The short story is that the technology-based SMEs generate additional risks compared with the traditional SME.

Barriers to investments in high-tech firms include:

  • The difficulties, time, and cost of evaluating the commercial potential of the technology owned by the firm.
  • The problems of attracting finance in advance of profitability, especially given the typically long “time-to-market”.
  • The short product life cycles in other related high-tech sectors.
  • The perceived poor risk-reward track record of investments in high-tech start-ups.

To be successful, high-growth SMEs would need to overcome these challenges:

  • Economic business environment
  • Technical risks of introducing new technologies
  • Costly investment in R&D activities and long time to market
  • Wide scope of potential markets and competing markets
  • Missing the mark due to technology and market mismatch.

To meet these challenges, the firm will also depend on the management team's ability to:

  • Manage growth effectively
  • Manage and acquire scarce resources including people, facilities, equipment, materials, and cash flow
  • Implement systematic organizational learning
  • Successfully obtain staged funding
  • Manage and leverage inter-organizational relationships
  • Achieve product endorsements
  • Increase the firm's valuation for an IPO exit

Roles of the MSE in the community:

  • To add value – wealth creation through increased production and improved quality
  • To provide higher quality jobs with better pay and longevity
  • To produce affordable goods and services that are appealing to a broad base of customers
  • To improve the life skills of the employees and provide a cohesive community

Conclusion

The paper concludes by stressing the importance of developing the Micro and Small Enterprises sector, including high-tech MSEs, as critical in transforming economies in transition such as in Russia, from a centrally planned economy (the communist perspective) into “market based” economies. This involves fundamental social change as well as economic restructuring, in which MSEs can have a major role. Presumably, the role of MSEs, particularly the high-technology MSEs, can also have a profound effect on small local economies.

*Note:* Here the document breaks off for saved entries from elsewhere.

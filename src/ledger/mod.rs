//! Append-only ledger of model updates.
//!
//! Blocks are linked by [`digest_of`] the previous block and carry proof
//! material produced according to the ledger's [`ProofPolicy`]. The only
//! mutation entry points are [`Ledger::append_genesis`] and [`Ledger::submit`].
//!
//! A ledger without its genesis block is not bootstrapped; submitting to one
//! panics.

pub mod block;
pub mod digest;
pub mod proof;

pub use block::{Block, Payload, GENESIS_DETAILS, UPDATE_DETAILS};
pub use digest::{digest_of, DigestPolicy};
pub use proof::{admits, mine, ProofPolicy, DEFAULT_DIFFICULTY, MAX_DIFFICULTY};

use serde::{Deserialize, Serialize};
use tracing::{debug, info};

use crate::math::unix_timestamp;
use crate::registry::CredentialRegistry;

/// Digest and proof rules a ledger is built and audited under.
#[derive(Clone, Copy, Debug, Default, PartialEq, Eq, Serialize, Deserialize)]
pub struct ChainPolicy {
    /// Fields covered by the linkage digest
    #[serde(default)]
    pub digest: DigestPolicy,
    /// How block credentials are produced
    #[serde(default)]
    pub proof: ProofPolicy,
}

/// Ordered, append-only sequence of blocks.
#[derive(Clone, Debug, Serialize, Deserialize)]
pub struct Ledger {
    blocks: Vec<Block>,
    policy: ChainPolicy,
}

impl Ledger {
    /// Create an empty ledger. Call [`append_genesis`](Self::append_genesis) before use.
    ///
    /// # Panics
    ///
    /// If the mining difficulty exceeds [`MAX_DIFFICULTY`].
    pub fn new(policy: ChainPolicy) -> Self {
        assert!(
            policy.proof.difficulty() <= MAX_DIFFICULTY,
            "proof difficulty {} exceeds the mineable maximum",
            policy.proof.difficulty()
        );
        Self {
            blocks: Vec::new(),
            policy,
        }
    }

    /// Create a ledger holding only its genesis block.
    pub fn bootstrap(policy: ChainPolicy) -> Self {
        let mut ledger = Self::new(policy);
        ledger.append_genesis();
        ledger
    }

    /// Adopt an externally supplied chain, e.g. one loaded for auditing.
    ///
    /// No checks are made here; run the chain validator on the result.
    pub fn from_blocks(blocks: Vec<Block>, policy: ChainPolicy) -> Self {
        Self { blocks, policy }
    }

    /// Insert the genesis block.
    ///
    /// # Panics
    ///
    /// If the ledger already has blocks.
    pub fn append_genesis(&mut self) {
        assert!(
            self.blocks.is_empty(),
            "genesis block appended to a non-empty ledger"
        );
        let genesis = Block::genesis(unix_timestamp());
        debug!(timestamp = genesis.timestamp, "Genesis block created");
        self.blocks.push(genesis);
    }

    /// Append `model_update` from `participant_id` if the registry has
    /// authenticated them.
    ///
    /// Returns `false` (and leaves the ledger unchanged) for unauthenticated
    /// participants.
    ///
    /// # Panics
    ///
    /// If the ledger has no genesis block.
    pub fn submit(
        &mut self,
        participant_id: &str,
        model_update: Vec<f32>,
        registry: &CredentialRegistry,
    ) -> bool {
        if !registry.is_authenticated(participant_id) {
            debug!(participant_id, "Submission from unauthenticated participant rejected");
            return false;
        }

        let Some(previous) = self.blocks.last() else {
            panic!("ledger used before genesis block was appended");
        };

        let index = previous.index + 1;
        let preceding_digest = digest_of(previous, self.policy.digest);
        let credential = match self.policy.proof {
            ProofPolicy::Mined { difficulty } => {
                let (credential, nonce) = mine(&preceding_digest, &previous.credential, difficulty);
                debug!(index, nonce, "Block credential mined");
                credential
            }
            ProofPolicy::Placeholder => String::new(),
        };

        self.blocks.push(Block {
            index,
            timestamp: unix_timestamp(),
            preceding_digest,
            credential,
            payload: Some(Payload {
                participant_id: participant_id.to_string(),
                model_update,
            }),
            details: UPDATE_DETAILS.to_string(),
        });
        info!(index, participant_id, "Model update appended");
        true
    }

    /// All blocks, genesis first.
    pub fn blocks(&self) -> &[Block] {
        &self.blocks
    }

    /// Most recent block.
    pub fn last(&self) -> Option<&Block> {
        self.blocks.last()
    }

    /// Number of blocks, genesis included.
    pub fn len(&self) -> usize {
        self.blocks.len()
    }

    /// Whether the ledger has no blocks (not even genesis).
    pub fn is_empty(&self) -> bool {
        self.blocks.is_empty()
    }

    /// Rules this ledger is built under.
    pub fn policy(&self) -> ChainPolicy {
        self.policy
    }

    /// Iterate over payload-bearing blocks.
    pub fn payloads(&self) -> impl Iterator<Item = (&Block, &Payload)> {
        self.blocks
            .iter()
            .filter_map(|b| b.payload.as_ref().map(|p| (b, p)))
    }

    /// Linkage digest of `block` under this ledger's policy.
    pub fn digest_of(&self, block: &Block) -> String {
        digest_of(block, self.policy.digest)
    }
}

The potential role of MSEs includes: generating employment; contributing to the development of a diversified economic structure (including their roles as suppliers to larger companies); and, in some cases, as a source of innovative activity that drives changes in the market.

Micro and Small Enterprise development in transition economies, and in small local economies, can also contribute to the process of privatization and the reduction of poverty. This may involve bringing privatized assets into productive use which would otherwise lie dormant.

While macro-economic legislative policy and micro-level performance is a desired goal in both transition economies and in small local economies, mature market economies like the UK and the EU generally would need to align their micro and SME definitions in order to stimulate the growth they are seeking.